Christopher Oliver wrote: > It's not personal, Bertrand. If someone does good work or makes a valid > point I will give them proper respect. If not, well, I'm not teaching > grade school and it's not my job to sugar coat it.

Really? Wasn't that you that disliked the way Pierpaolo and myself avoided the sugar coating when we criticized the FOM design?

To be honest, Pier's tone doesn't bother me, because he always has been able to back it up with valid points, real code, and humorous side comments.


Again, you fail to understand that what appears to be "pointless refactoring" for you might well be what turns a sandboxed one-man-show proposal into the official community-supported cocoon template system.

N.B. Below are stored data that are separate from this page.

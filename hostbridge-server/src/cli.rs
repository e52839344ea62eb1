//! Command-line argument parsing for the hostbridge server
//!
//! Uses clap for argument parsing with derive macros.

use clap::Parser;
use std::path::PathBuf;

use crate::config::AppConfig;

/// hostbridge - MCP stdio server that forwards tool calls to host executors
#[derive(Parser, Debug)]
#[command(author, version, about, long_about = None)]
pub struct Args {
    /// Configuration file
    ///
    /// Defaults to `$XDG_CONFIG_HOME/hostbridge/config.toml`; a missing
    /// default file means built-in defaults.
    #[arg(long, short = 'c', env = "HOSTBRIDGE_CONFIG")]
    pub config: Option<PathBuf>,

    /// Bridge port (overrides `bridge.port`)
    #[arg(long, short = 'p', env = "HOSTBRIDGE_PORT")]
    pub port: Option<u16>,

    /// Bearer token executors must present (overrides `bridge.token`)
    #[arg(long, env = "HOSTBRIDGE_TOKEN", hide_env_values = true)]
    pub token: Option<String>,

    /// Print the default configuration file and exit
    #[arg(long, default_value_t = false)]
    pub print_default_config: bool,
}

impl Args {
    /// Parse command-line arguments
    pub fn parse_args() -> Self {
        Self::parse()
    }

    /// Apply CLI/environment overrides on top of the file configuration
    pub fn apply_overrides(&self, config: &mut AppConfig) {
        if let Some(port) = self.port {
            config.bridge.port = port;
        }
        if let Some(token) = &self.token {
            config.bridge.token = Some(token.clone());
        }
    }
}

#[cfg(test)]
mod tests {
    use super::*;

    #[test]
    fn test_default_args() {
        let args = Args::parse_from(["hostbridge-server"]);
        assert!(!args.print_default_config);
        assert!(args.config.is_none());
    }

    #[test]
    fn test_overrides_applied() {
        let args = Args::parse_from(["hostbridge-server", "--port", "4444", "--token", "abc"]);
        let mut config = AppConfig::default();
        args.apply_overrides(&mut config);

        assert_eq!(config.bridge.port, 4444);
        assert_eq!(config.bridge.token.as_deref(), Some("abc"));
    }

    #[test]
    fn test_no_overrides_keep_config() {
        let args = Args {
            config: None,
            port: None,
            token: None,
            print_default_config: false,
        };
        let mut config = AppConfig::default();
        config.bridge.token = Some("from-file".into());
        args.apply_overrides(&mut config);

        assert_eq!(config.bridge.port, 3333);
        assert_eq!(config.bridge.token.as_deref(), Some("from-file"));
    }

    #[test]
    fn test_config_path() {
        let args = Args::parse_from(["hostbridge-server", "-c", "/tmp/hb.toml"]);
        assert_eq!(args.config, Some(PathBuf::from("/tmp/hb.toml")));
    }
}
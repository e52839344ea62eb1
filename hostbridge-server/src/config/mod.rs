//! Configuration management for the hostbridge server
//!
//! TOML file at `$XDG_CONFIG_HOME/hostbridge/config.toml` (or `--config`),
//! with CLI/environment overrides applied on top by `main`.

mod defaults;
mod loader;
mod schema;

pub use defaults::DEFAULT_CONFIG_TOML;
pub use loader::ConfigLoader;
pub use schema::*;

/// Make sure a bearer token is configured, generating one if needed
///
/// Returns the generated token so the caller can show it to the user once.
pub fn ensure_token(config: &mut AppConfig) -> Option<String> {
    if config.bridge.token.is_some() {
        return None;
    }
    let generated = uuid::Uuid::new_v4().to_string();
    config.bridge.token = Some(generated.clone());
    Some(generated)
}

Actually, I think I do (and did) understand that. And Daniel's and some others specific suggestions about how to improve the code seem very valid to me. So more power to them. However, mixed in that discussion were a number of silly ideas (which somehow need to be identified as such in order to make positive progress - and when that happens it can be painful or embarassing for somebody who feels personally responsible for them - but that's part of life).


William Strunk, Jr. and E.B. White, in their book "The Elements of Style" (New York, 1959) [page 70] write: "No one can write decently who is distrustful of the reader's intelligence, or whose attitude is patronizing".

Let's face it: your code is dense as a neutron star and dense of comments and tests as the the outter space around one.

For what it's worth I do like _your_ writing style above.

Your respect/care for the complexity of the social dynamics that originate around it is close to zero.

Now, let me tell _you_ a story:

I play basketball 3-4 nights a week at the park by my house - "streetball", not organized basketball. Now basketball is a fast paced game that requires split-second decision making. As a result even the best players make mistakes in virtually every game. When an experienced player commits a turnover, misses an easy shot, misses a defensive assigment or whatever, there's no feeling of embarassment because it's known to be part of the game. However, inexperienced players tend to take their own mistakes as a personal reflection on their ability and tend to get embarassed or angry when one of their teamates points it out.

Now, since this is streetball and anyone can play, many different people of different skill levels show up. However, in this case there is a harsh reality that if you don't know how to play the game well enough, you're likely to get embarassed by getting scored on, having the ball stolen from you, or your shots rejected. The only way not to get embarassed is to improve your game, to learn from your own mistakes - persevering through those embarassing moments - and to learn from other players. Anyone who has achieved any skill at basketball has gone through this process.

The avalon project was taken over by peop le like you, that considered "consensus by friction" a better way to achieve progress and reduce the noisy babbage of social interaction with "inferior" talents. Result: social entropy expansion that lead to thermal death.

I don't agree that I am anything like them and I don't think you would say that if your really knew me.


Technical problems are way more trivial to solve than social ones.

Personally, I find both types of problems hard to solve.

Everybody here welcomes contributions, not matter how silly, not matter how technologically savvy, now matter how outrageous and no matter how sinful and ranting. But respect for your peers is key.

Unfortunately, true respect is earned, not given. So it's not that simple.

-- Stefano.

As for Tony, I believe if you look back you might notice that I took the initiative in adding the excellent flowscript tutorial that he wrote to Cocoon. Hopefully, he does feel that was a compliment (which it was).